[[ Input open ]]
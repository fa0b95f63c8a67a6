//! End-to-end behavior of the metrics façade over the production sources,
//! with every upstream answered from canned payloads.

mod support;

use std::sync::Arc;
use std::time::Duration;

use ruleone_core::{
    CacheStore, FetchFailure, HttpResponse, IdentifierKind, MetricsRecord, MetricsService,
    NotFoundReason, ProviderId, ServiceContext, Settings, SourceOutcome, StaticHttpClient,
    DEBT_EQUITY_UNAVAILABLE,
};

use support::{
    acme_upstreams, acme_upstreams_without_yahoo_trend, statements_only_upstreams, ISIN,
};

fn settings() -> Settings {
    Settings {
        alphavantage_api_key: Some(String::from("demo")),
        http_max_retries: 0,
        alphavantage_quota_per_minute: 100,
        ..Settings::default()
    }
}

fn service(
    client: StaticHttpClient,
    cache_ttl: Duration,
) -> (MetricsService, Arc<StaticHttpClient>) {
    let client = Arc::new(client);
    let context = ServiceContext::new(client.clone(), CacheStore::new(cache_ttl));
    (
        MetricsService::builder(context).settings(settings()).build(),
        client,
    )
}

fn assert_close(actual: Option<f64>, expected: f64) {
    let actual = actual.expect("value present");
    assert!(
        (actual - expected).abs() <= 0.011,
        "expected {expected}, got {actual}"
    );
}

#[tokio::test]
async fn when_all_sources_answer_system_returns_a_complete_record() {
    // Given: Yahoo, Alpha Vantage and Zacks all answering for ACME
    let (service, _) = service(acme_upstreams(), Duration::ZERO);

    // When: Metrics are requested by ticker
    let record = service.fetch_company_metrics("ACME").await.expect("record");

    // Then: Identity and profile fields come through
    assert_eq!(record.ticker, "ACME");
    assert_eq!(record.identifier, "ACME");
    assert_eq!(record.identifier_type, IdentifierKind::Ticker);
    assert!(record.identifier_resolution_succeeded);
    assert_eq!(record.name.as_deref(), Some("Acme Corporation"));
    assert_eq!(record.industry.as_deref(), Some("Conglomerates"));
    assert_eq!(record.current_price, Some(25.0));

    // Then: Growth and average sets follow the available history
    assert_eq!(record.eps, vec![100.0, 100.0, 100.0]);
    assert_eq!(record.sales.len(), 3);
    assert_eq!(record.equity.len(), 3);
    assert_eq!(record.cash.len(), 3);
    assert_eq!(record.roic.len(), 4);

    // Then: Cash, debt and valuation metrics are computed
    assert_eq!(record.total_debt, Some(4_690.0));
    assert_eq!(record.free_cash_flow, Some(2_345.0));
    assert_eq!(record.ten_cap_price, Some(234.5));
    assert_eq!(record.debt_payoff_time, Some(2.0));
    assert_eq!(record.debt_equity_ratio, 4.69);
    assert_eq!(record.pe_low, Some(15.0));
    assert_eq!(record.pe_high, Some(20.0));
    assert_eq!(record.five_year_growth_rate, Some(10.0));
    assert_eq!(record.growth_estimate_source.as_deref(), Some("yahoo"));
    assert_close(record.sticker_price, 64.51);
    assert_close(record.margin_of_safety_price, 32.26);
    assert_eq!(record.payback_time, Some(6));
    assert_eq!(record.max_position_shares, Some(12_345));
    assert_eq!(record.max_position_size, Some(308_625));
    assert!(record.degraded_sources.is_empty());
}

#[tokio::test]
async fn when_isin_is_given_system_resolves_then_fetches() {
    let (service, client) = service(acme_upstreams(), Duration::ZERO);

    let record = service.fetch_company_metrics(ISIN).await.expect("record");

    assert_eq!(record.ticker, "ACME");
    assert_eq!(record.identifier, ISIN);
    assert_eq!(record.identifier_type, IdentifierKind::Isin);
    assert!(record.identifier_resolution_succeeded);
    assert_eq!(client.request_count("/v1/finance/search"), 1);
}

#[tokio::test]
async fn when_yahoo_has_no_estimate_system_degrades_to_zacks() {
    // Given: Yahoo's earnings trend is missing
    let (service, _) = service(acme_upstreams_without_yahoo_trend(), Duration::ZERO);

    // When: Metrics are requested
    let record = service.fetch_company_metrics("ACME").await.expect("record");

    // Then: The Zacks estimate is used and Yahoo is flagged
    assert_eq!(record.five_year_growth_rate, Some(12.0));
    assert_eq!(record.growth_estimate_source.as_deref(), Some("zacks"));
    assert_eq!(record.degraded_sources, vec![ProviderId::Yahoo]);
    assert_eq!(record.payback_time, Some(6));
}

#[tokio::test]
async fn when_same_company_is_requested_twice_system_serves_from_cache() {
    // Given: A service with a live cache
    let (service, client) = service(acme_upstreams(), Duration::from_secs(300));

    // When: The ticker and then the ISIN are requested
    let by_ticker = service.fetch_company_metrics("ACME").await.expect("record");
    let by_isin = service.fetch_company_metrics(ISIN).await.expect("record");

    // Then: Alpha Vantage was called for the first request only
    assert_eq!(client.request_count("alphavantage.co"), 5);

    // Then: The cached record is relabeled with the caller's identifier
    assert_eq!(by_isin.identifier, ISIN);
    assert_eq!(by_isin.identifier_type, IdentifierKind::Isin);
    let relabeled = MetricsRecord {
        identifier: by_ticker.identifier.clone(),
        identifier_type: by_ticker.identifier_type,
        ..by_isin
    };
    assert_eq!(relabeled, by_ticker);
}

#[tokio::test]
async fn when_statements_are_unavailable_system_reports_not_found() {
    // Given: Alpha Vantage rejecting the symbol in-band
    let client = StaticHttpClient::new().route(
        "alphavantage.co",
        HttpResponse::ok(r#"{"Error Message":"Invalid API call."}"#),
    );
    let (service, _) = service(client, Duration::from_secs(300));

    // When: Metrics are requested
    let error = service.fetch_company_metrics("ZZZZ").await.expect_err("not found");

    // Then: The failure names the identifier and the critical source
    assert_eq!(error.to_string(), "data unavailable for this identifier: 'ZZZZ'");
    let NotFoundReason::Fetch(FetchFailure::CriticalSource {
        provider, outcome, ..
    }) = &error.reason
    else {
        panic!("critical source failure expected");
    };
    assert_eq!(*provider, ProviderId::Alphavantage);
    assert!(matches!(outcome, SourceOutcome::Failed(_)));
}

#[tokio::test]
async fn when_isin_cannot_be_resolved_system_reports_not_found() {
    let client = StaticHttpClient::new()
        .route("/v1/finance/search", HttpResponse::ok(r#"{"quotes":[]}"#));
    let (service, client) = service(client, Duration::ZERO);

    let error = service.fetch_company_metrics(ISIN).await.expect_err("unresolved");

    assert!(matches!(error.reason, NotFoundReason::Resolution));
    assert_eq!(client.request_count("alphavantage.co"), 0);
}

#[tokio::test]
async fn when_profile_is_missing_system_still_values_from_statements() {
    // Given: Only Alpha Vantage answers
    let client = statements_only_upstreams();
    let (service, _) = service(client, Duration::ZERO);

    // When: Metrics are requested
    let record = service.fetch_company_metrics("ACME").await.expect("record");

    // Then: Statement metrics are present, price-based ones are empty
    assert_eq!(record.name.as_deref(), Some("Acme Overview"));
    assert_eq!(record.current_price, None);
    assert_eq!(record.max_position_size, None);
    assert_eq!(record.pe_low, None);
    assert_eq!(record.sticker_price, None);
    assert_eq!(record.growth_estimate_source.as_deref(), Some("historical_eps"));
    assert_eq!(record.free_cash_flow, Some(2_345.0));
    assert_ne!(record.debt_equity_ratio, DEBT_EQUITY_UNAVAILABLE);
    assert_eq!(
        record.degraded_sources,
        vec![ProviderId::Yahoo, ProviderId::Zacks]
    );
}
[[ Input closed ]]
[Task description]: Please write out exactly the lines from the start of the data through the line that contains "(actual - expected).abs()", both ends included, and nothing else.

[Problem solution]:
repository fa0b95f63c8a67a6
//! End-to-end behavior of the metrics façade over the production sources,
//! with every upstream answered from canned payloads.

mod support;

use std::sync::Arc;
use std::time::Duration;

use ruleone_core::{
    CacheStore, FetchFailure, HttpResponse, IdentifierKind, MetricsRecord, MetricsService,
    NotFoundReason, ProviderId, ServiceContext, Settings, SourceOutcome, StaticHttpClient,
    DEBT_EQUITY_UNAVAILABLE,
};

use support::{
    acme_upstreams, acme_upstreams_without_yahoo_trend, statements_only_upstreams, ISIN,
};

fn settings() -> Settings {
    Settings {
        alphavantage_api_key: Some(String::from("demo")),
        http_max_retries: 0,
        alphavantage_quota_per_minute: 100,
        ..Settings::default()
    }
}

fn service(
    client: StaticHttpClient,
    cache_ttl: Duration,
) -> (MetricsService, Arc<StaticHttpClient>) {
    let client = Arc::new(client);
    let context = ServiceContext::new(client.clone(), CacheStore::new(cache_ttl));
    (
        MetricsService::builder(context).settings(settings()).build(),
        client,
    )
}

fn assert_close(actual: Option<f64>, expected: f64) {
    let actual = actual.expect("value present");
    assert!(
        (actual - expected).abs() <= 0.011,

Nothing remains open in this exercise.